Problem statement.
From the first line to the last, write out the records exactly.

Records excerpted from a collection.
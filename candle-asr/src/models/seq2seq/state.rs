//! Per-hypothesis decoder state.
//!
//! A [`DecoderState`] is produced fresh by every decode step and never mutated
//! afterwards, so forking a beam is a plain clone (tensors are reference counted).
//! States with the same step count can be batched with [`concat_states`] and split
//! back with [`select_state`].
use candle::{Result, Tensor};

use crate::index::{Index, Range};

#[derive(Debug, Clone)]
pub struct DecoderState {
    /// Number of decode steps taken so far.
    pub step: usize,
    /// Recurrent hidden state per attention round: `[layers, batch, hidden]`.
    pub hidden: Vec<Option<Tensor>>,
    /// Attention weights of the last step: `[batch, time]`.
    pub alpha: Option<Tensor>,
    /// Attention context of the last step: `[batch, hidden]`.
    pub summary: Option<Tensor>,
    /// Position of the attention peak, -1 before the first batched step.
    pub peak_attn_pos: i64,
    /// False once the attention peak jumped further than the allowed threshold.
    pub is_valid: bool,
}

impl DecoderState {
    /// Empty state at the start of decoding.
    pub fn new(n_attn_round: usize) -> Self {
        Self {
            step: 0,
            hidden: vec![None; n_attn_round],
            alpha: None,
            summary: None,
            peak_attn_pos: -1,
            is_valid: false,
        }
    }

    pub fn n_attn_round(&self) -> usize {
        self.hidden.len()
    }

    /// Batch size held by the state, `None` while it is still empty.
    pub fn batch_size(&self) -> Result<Option<usize>> {
        if let Some(alpha) = &self.alpha {
            return Ok(Some(alpha.dim(0)?));
        }
        if let Some(summary) = &self.summary {
            return Ok(Some(summary.dim(0)?));
        }
        match self.hidden.iter().flatten().next() {
            Some(hidden) => Ok(Some(hidden.dim(1)?)),
            None => Ok(None),
        }
    }
}

fn cat_optional(parts: &[Option<&Tensor>], dim: usize, what: &str) -> Result<Option<Tensor>> {
    let present: Vec<&Tensor> = parts.iter().flatten().copied().collect();
    if present.is_empty() {
        Ok(None)
    } else if present.len() != parts.len() {
        candle::bail!("cannot concatenate states where only some hold a {what}")
    } else {
        Ok(Some(Tensor::cat(&present, dim)?))
    }
}

/// Batches per-hypothesis states along the batch axis.
///
/// All states must share the same `step` and `is_valid`; the peak position of the
/// first state is carried over.
pub fn concat_states(states: &[&DecoderState]) -> Result<DecoderState> {
    let first = match states.first() {
        Some(first) => *first,
        None => candle::bail!("cannot concatenate an empty list of decoder states"),
    };
    let n_attn_round = first.n_attn_round();
    for state in states {
        if state.step != first.step {
            candle::bail!("step unmatched: {} vs {}", state.step, first.step)
        }
        if state.is_valid != first.is_valid {
            candle::bail!("is_valid unmatched")
        }
        if state.n_attn_round() != n_attn_round {
            candle::bail!(
                "attention rounds unmatched: {} vs {n_attn_round}",
                state.n_attn_round()
            )
        }
    }

    let mut hidden = Vec::with_capacity(n_attn_round);
    for round in 0..n_attn_round {
        let parts: Vec<_> = states.iter().map(|s| s.hidden[round].as_ref()).collect();
        hidden.push(cat_optional(&parts, 1, "hidden state")?);
    }
    let alphas: Vec<_> = states.iter().map(|s| s.alpha.as_ref()).collect();
    let summaries: Vec<_> = states.iter().map(|s| s.summary.as_ref()).collect();

    Ok(DecoderState {
        step: first.step,
        hidden,
        alpha: cat_optional(&alphas, 0, "attention")?,
        summary: cat_optional(&summaries, 0, "summary")?,
        peak_attn_pos: first.peak_attn_pos,
        is_valid: first.is_valid,
    })
}

/// Extracts the hypothesis at `batch_idx`, keeping a batch axis of size one.
pub fn select_state(state: &DecoderState, batch_idx: usize) -> Result<DecoderState> {
    let pick = Index::from(Range::new(batch_idx as i64, batch_idx as i64 + 1));
    let hidden = state
        .hidden
        .iter()
        .map(|h| h.as_ref().map(|h| pick.apply(h, 1)).transpose())
        .collect::<Result<Vec<_>>>()?;
    Ok(DecoderState {
        step: state.step,
        hidden,
        alpha: state.alpha.as_ref().map(|a| pick.apply(a, 0)).transpose()?,
        summary: state.summary.as_ref().map(|s| pick.apply(s, 0)).transpose()?,
        peak_attn_pos: state.peak_attn_pos,
        is_valid: state.is_valid,
    })
}

#[cfg(test)]
mod tests {
    use super::*;
    use candle::{DType, Device};

    fn filled(seed: f32, step: usize, dev: &Device) -> Result<DecoderState> {
        let mut state = DecoderState::new(2);
        state.step = step;
        state.alpha = Some(Tensor::full(seed, (1, 5), dev)?);
        state.summary = Some(Tensor::full(seed + 0.5, (1, 3), dev)?);
        state.hidden = vec![
            Some(Tensor::full(seed + 1.0, (2, 1, 3), dev)?),
            Some(Tensor::full(seed + 2.0, (2, 1, 3), dev)?),
        ];
        Ok(state)
    }

    fn max_abs_diff(a: &Tensor, b: &Tensor) -> Result<f32> {
        (a - b)?.abs()?.flatten_all()?.max(0)?.to_scalar::<f32>()
    }

    #[test]
    fn test_concat_select_round_trip() -> Result<()> {
        let dev = Device::Cpu;
        let states = vec![filled(0.0, 3, &dev)?, filled(10.0, 3, &dev)?, filled(20.0, 3, &dev)?];
        let refs: Vec<&DecoderState> = states.iter().collect();
        let batched = concat_states(&refs)?;
        assert_eq!(batched.batch_size()?, Some(3));
        assert_eq!(batched.hidden[0].as_ref().map(|h| h.dims().to_vec()), Some(vec![2, 3, 3]));

        for (i, original) in states.iter().enumerate() {
            let back = select_state(&batched, i)?;
            assert_eq!(back.step, 3);
            let pairs = [
                (back.alpha.as_ref(), original.alpha.as_ref()),
                (back.summary.as_ref(), original.summary.as_ref()),
                (back.hidden[0].as_ref(), original.hidden[0].as_ref()),
                (back.hidden[1].as_ref(), original.hidden[1].as_ref()),
            ];
            for (got, want) in pairs {
                let (got, want) = (got.expect("present"), want.expect("present"));
                assert_eq!(got.dims(), want.dims());
                assert_eq!(max_abs_diff(got, want)?, 0.0);
            }
        }
        Ok(())
    }

    #[test]
    fn test_concat_rejects_mismatch() -> Result<()> {
        let dev = Device::Cpu;
        let a = filled(0.0, 1, &dev)?;
        let b = filled(1.0, 2, &dev)?;
        assert!(concat_states(&[&a, &b]).is_err());

        let mut c = filled(1.0, 1, &dev)?;
        c.is_valid = true;
        assert!(concat_states(&[&a, &c]).is_err());

        let empty = DecoderState::new(2);
        let mut partial = DecoderState::new(2);
        partial.summary = Some(Tensor::zeros((1, 3), DType::F32, &dev)?);
        assert!(concat_states(&[&empty, &partial]).is_err());
        assert!(concat_states(&[]).is_err());
        Ok(())
    }

    #[test]
    fn test_concat_empty_states() -> Result<()> {
        let a = DecoderState::new(1);
        let b = DecoderState::new(1);
        let batched = concat_states(&[&a, &b])?;
        assert_eq!(batched.step, 0);
        assert!(batched.alpha.is_none());
        assert!(batched.hidden[0].is_none());
        assert_eq!(batched.batch_size()?, None);
        Ok(())
    }
}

Solution to this problem.
filename candle-asr/src/models/seq2seq/state.rs
//! Per-hypothesis decoder state.
//!
//! A [`DecoderState`] is produced fresh by every decode step and never mutated
//! afterwards, so forking a beam is a plain clone (tensors are reference counted).
//! States with the same step count can be batched with [`concat_states`] and split
//! back with [`select_state`].
use candle::{Result, Tensor};

use crate::index::{Index, Range};

#[derive(Debug, Clone)]
pub struct DecoderState {
    /// Number of decode steps taken so far.
    pub step: usize,
    /// Recurrent hidden state per attention round: `[layers, batch, hidden]`.
    pub hidden: Vec<Option<Tensor>>,
    /// Attention weights of the last step: `[batch, time]`.
    pub alpha: Option<Tensor>,
    /// Attention context of the last step: `[batch, hidden]`.
    pub summary: Option<Tensor>,
    /// Position of the attention peak, -1 before the first batched step.
    pub peak_attn_pos: i64,
    /// False once the attention peak jumped further than the allowed threshold.
    pub is_valid: bool,
}

impl DecoderState {
    /// Empty state at the start of decoding.
    pub fn new(n_attn_round: usize) -> Self {
        Self {
            step: 0,
            hidden: vec![None; n_attn_round],
            alpha: None,
            summary: None,
            peak_attn_pos: -1,
            is_valid: false,
        }
    }

    pub fn n_attn_round(&self) -> usize {
        self.hidden.len()
    }

    /// Batch size held by the state, `None` while it is still empty.
    pub fn batch_size(&self) -> Result<Option<usize>> {
        if let Some(alpha) = &self.alpha {
            return Ok(Some(alpha.dim(0)?));
        }
        if let Some(summary) = &self.summary {
            return Ok(Some(summary.dim(0)?));
        }
        match self.hidden.iter().flatten().next() {
            Some(hidden) => Ok(Some(hidden.dim(1)?)),
            None => Ok(None),
        }
    }
}

fn cat_optional(parts: &[Option<&Tensor>], dim: usize, what: &str) -> Result<Option<Tensor>> {
    let present: Vec<&Tensor> = parts.iter().flatten().copied().collect();
    if present.is_empty() {
        Ok(None)
    } else if present.len() != parts.len() {
        candle::bail!("cannot concatenate states where only some hold a {what}")
    } else {
        Ok(Some(Tensor::cat(&present, dim)?))
    }
}

/// Batches per-hypothesis states along the batch axis.
///
/// All states must share the same `step` and `is_valid`; the peak position of the
/// first state is carried over.
pub fn concat_states(states: &[&DecoderState]) -> Result<DecoderState> {
    let first = match states.first() {
        Some(first) => *first,
        None => candle::bail!("cannot concatenate an empty list of decoder states"),
    };
    let n_attn_round = first.n_attn_round();
    for state in states {
        if state.step != first.step {
            candle::bail!("step unmatched: {} vs {}", state.step, first.step)
        }
        if state.is_valid != first.is_valid {
            candle::bail!("is_valid unmatched")
        }
        if state.n_attn_round() != n_attn_round {
            candle::bail!(
                "attention rounds unmatched: {} vs {n_attn_round}",
                state.n_attn_round()
            )
        }
    }

    let mut hidden = Vec::with_capacity(n_attn_round);
    for round in 0..n_attn_round {
        let parts: Vec<_> = states.iter().map(|s| s.hidden[round].as_ref()).collect();
        hidden.push(cat_optional(&parts, 1, "hidden state")?);
    }
    let alphas: Vec<_> = states.iter().map(|s| s.alpha.as_ref()).collect();
    let summaries: Vec<_> = states.iter().map(|s| s.summary.as_ref()).collect();

    Ok(DecoderState {
        step: first.step,
        hidden,
        alpha: cat_optional(&alphas, 0, "attention")?,
        summary: cat_optional(&summaries, 0, "summary")?,
        peak_attn_pos: first.peak_attn_pos,
        is_valid: first.is_valid,
    })
}

/// Extracts the hypothesis at `batch_idx`, keeping a batch axis of size one.
pub fn select_state(state: &DecoderState, batch_idx: usize) -> Result<DecoderState> {
    let pick = Index::from(Range::new(batch_idx as i64, batch_idx as i64 + 1));
    let hidden = state
        .hidden
        .iter()
        .map(|h| h.as_ref().map(|h| pick.apply(h, 1)).transpose())
        .collect::<Result<Vec<_>>>()?;
    Ok(DecoderState {
        step: state.step,
        hidden,
        alpha: state.alpha.as_ref().map(|a| pick.apply(a, 0)).transpose()?,
        summary: state.summary.as_ref().map(|s| pick.apply(s, 0)).transpose()?,
        peak_attn_pos: state.peak_attn_pos,
        is_valid: state.is_valid,
    })
}

#[cfg(test)]
mod tests {
    use super::*;
    use candle::{DType, Device};

    fn filled(seed: f32, step: usize, dev: &Device) -> Result<DecoderState> {
        let mut state = DecoderState::new(2);
        state.step = step;
        state.alpha = Some(Tensor::full(seed, (1, 5), dev)?);
        state.summary = Some(Tensor::full(seed + 0.5, (1, 3), dev)?);
        state.hidden = vec![
            Some(Tensor::full(seed + 1.0, (2, 1, 3), dev)?),
            Some(Tensor::full(seed + 2.0, (2, 1, 3), dev)?),
        ];
        Ok(state)
    }

    fn max_abs_diff(a: &Tensor, b: &Tensor) -> Result<f32> {
        (a - b)?.abs()?.flatten_all()?.max(0)?.to_scalar::<f32>()
    }

    #[test]
    fn test_concat_select_round_trip() -> Result<()> {
        let dev = Device::Cpu;
        let states = vec![filled(0.0, 3, &dev)?, filled(10.0, 3, &dev)?, filled(20.0, 3, &dev)?];
        let refs: Vec<&DecoderState> = states.iter().collect();
        let batched = concat_states(&refs)?;
        assert_eq!(batched.batch_size()?, Some(3));
        assert_eq!(batched.hidden[0].as_ref().map(|h| h.dims().to_vec()), Some(vec![2, 3, 3]));

        for (i, original) in states.iter().enumerate() {
            let back = select_state(&batched, i)?;
            assert_eq!(back.step, 3);
            let pairs = [
                (back.alpha.as_ref(), original.alpha.as_ref()),
                (back.summary.as_ref(), original.summary.as_ref()),
                (back.hidden[0].as_ref(), original.hidden[0].as_ref()),
                (back.hidden[1].as_ref(), original.hidden[1].as_ref()),
            ];
            for (got, want) in pairs {
                let (got, want) = (got.expect("present"), want.expect("present"));
                assert_eq!(got.dims(), want.dims());
                assert_eq!(max_abs_diff(got, want)?, 0.0);
            }
        }
        Ok(())
    }

    #[test]
    fn test_concat_rejects_mismatch() -> Result<()> {
        let dev = Device::Cpu;
        let a = filled(0.0, 1, &dev)?;
        let b = filled(1.0, 2, &dev)?;
        assert!(concat_states(&[&a, &b]).is_err());

        let mut c = filled(1.0, 1, &dev)?;
        c.is_valid = true;
        assert!(concat_states(&[&a, &c]).is_err());

        let empty = DecoderState::new(2);
        let mut partial = DecoderState::new(2);
        partial.summary = Some(Tensor::zeros((1, 3), DType::F32, &dev)?);
        assert!(concat_states(&[&empty, &partial]).is_err());
        assert!(concat_states(&[]).is_err());
        Ok(())
    }

    #[test]
    fn test_concat_empty_states() -> Result<()> {
        let a = DecoderState::new(1);
        let b = DecoderState::new(1);
        let batched = concat_states(&[&a, &b])?;
        assert_eq!(batched.step, 0);
        assert!(batched.alpha.is_none());
        assert!(batched.hidden[0].is_none());
        assert_eq!(batched.batch_size()?, None);
        Ok(())
    }
}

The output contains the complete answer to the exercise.